=== WORK REQUIRED ===
Transcribe the data that follows. Match it character for character.

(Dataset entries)
[Start of section]
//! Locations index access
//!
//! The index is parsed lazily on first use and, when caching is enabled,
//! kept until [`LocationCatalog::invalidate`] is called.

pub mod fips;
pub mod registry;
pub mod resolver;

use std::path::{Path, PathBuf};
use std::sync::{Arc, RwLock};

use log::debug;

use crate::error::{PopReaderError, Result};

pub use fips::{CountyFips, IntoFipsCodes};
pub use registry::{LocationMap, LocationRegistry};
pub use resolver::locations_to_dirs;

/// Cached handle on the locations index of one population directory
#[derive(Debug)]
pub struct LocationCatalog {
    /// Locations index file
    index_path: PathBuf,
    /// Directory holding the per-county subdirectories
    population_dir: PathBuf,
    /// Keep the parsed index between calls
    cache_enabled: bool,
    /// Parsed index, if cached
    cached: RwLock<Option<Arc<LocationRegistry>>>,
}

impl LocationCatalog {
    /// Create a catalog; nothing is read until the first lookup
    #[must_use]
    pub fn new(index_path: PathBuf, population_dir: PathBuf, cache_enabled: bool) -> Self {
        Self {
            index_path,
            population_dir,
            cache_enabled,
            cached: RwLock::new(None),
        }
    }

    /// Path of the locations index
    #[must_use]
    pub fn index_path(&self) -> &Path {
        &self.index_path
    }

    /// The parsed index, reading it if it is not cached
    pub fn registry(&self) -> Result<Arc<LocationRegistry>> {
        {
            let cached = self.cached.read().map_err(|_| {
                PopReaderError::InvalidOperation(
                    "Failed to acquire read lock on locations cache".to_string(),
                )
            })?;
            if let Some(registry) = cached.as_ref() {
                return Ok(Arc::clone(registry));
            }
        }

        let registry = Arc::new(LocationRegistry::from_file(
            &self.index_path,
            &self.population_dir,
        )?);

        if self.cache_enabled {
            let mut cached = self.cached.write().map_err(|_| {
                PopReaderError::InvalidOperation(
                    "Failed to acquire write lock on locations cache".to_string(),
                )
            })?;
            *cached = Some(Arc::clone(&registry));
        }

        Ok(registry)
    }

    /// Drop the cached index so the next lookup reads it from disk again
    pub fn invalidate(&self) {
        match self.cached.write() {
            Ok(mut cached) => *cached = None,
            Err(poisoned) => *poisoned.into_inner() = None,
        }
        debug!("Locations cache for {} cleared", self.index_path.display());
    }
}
[End of section]
=== EXERCISE RESULT ===
//! Locations index access
//!
//! The index is parsed lazily on first use and, when caching is enabled,
//! kept until [`LocationCatalog::invalidate`] is called.

pub mod fips;
pub mod registry;
pub mod resolver;

use std::path::{Path, PathBuf};
use std::sync::{Arc, RwLock};

use log::debug;

use crate::error::{PopReaderError, Result};

pub use fips::{CountyFips, IntoFipsCodes};
pub use registry::{LocationMap, LocationRegistry};
pub use resolver::locations_to_dirs;

/// Cached handle on the locations index of one population directory
#[derive(Debug)]
pub struct LocationCatalog {
    /// Locations index file
    index_path: PathBuf,
    /// Directory holding the per-county subdirectories
    population_dir: PathBuf,
    /// Keep the parsed index between calls
    cache_enabled: bool,
    /// Parsed index, if cached
    cached: RwLock<Option<Arc<LocationRegistry>>>,
}

impl LocationCatalog {
    /// Create a catalog; nothing is read until the first lookup
    #[must_use]
    pub fn new(index_path: PathBuf, population_dir: PathBuf, cache_enabled: bool) -> Self {
        Self {
            index_path,
            population_dir,
            cache_enabled,
            cached: RwLock::new(None),
        }
    }

    /// Path of the locations index
    #[must_use]
    pub fn index_path(&self) -> &Path {
        &self.index_path
    }

    /// The parsed index, reading it if it is not cached
    pub fn registry(&self) -> Result<Arc<LocationRegistry>> {
        {
            let cached = self.cached.read().map_err(|_| {
                PopReaderError::InvalidOperation(
                    "Failed to acquire read lock on locations cache".to_string(),
                )
            })?;
            if let Some(registry) = cached.as_ref() {
                return Ok(Arc::clone(registry));
            }
        }

        let registry = Arc::new(LocationRegistry::from_file(
            &self.index_path,
            &self.population_dir,
        )?);

        if self.cache_enabled {
            let mut cached = self.cached.write().map_err(|_| {
                PopReaderError::InvalidOperation(
                    "Failed to acquire write lock on locations cache".to_string(),
                )
            })?;
            *cached = Some(Arc::clone(&registry));
        }

        Ok(registry)
    }

    /// Drop the cached index so the next lookup reads it from disk again
    pub fn invalidate(&self) {
        match self.cached.write() {
            Ok(mut cached) => *cached = None,
            Err(poisoned) => *poisoned.into_inner() = None,
        }
        debug!("Locations cache for {} cleared", self.index_path.display());
    }
}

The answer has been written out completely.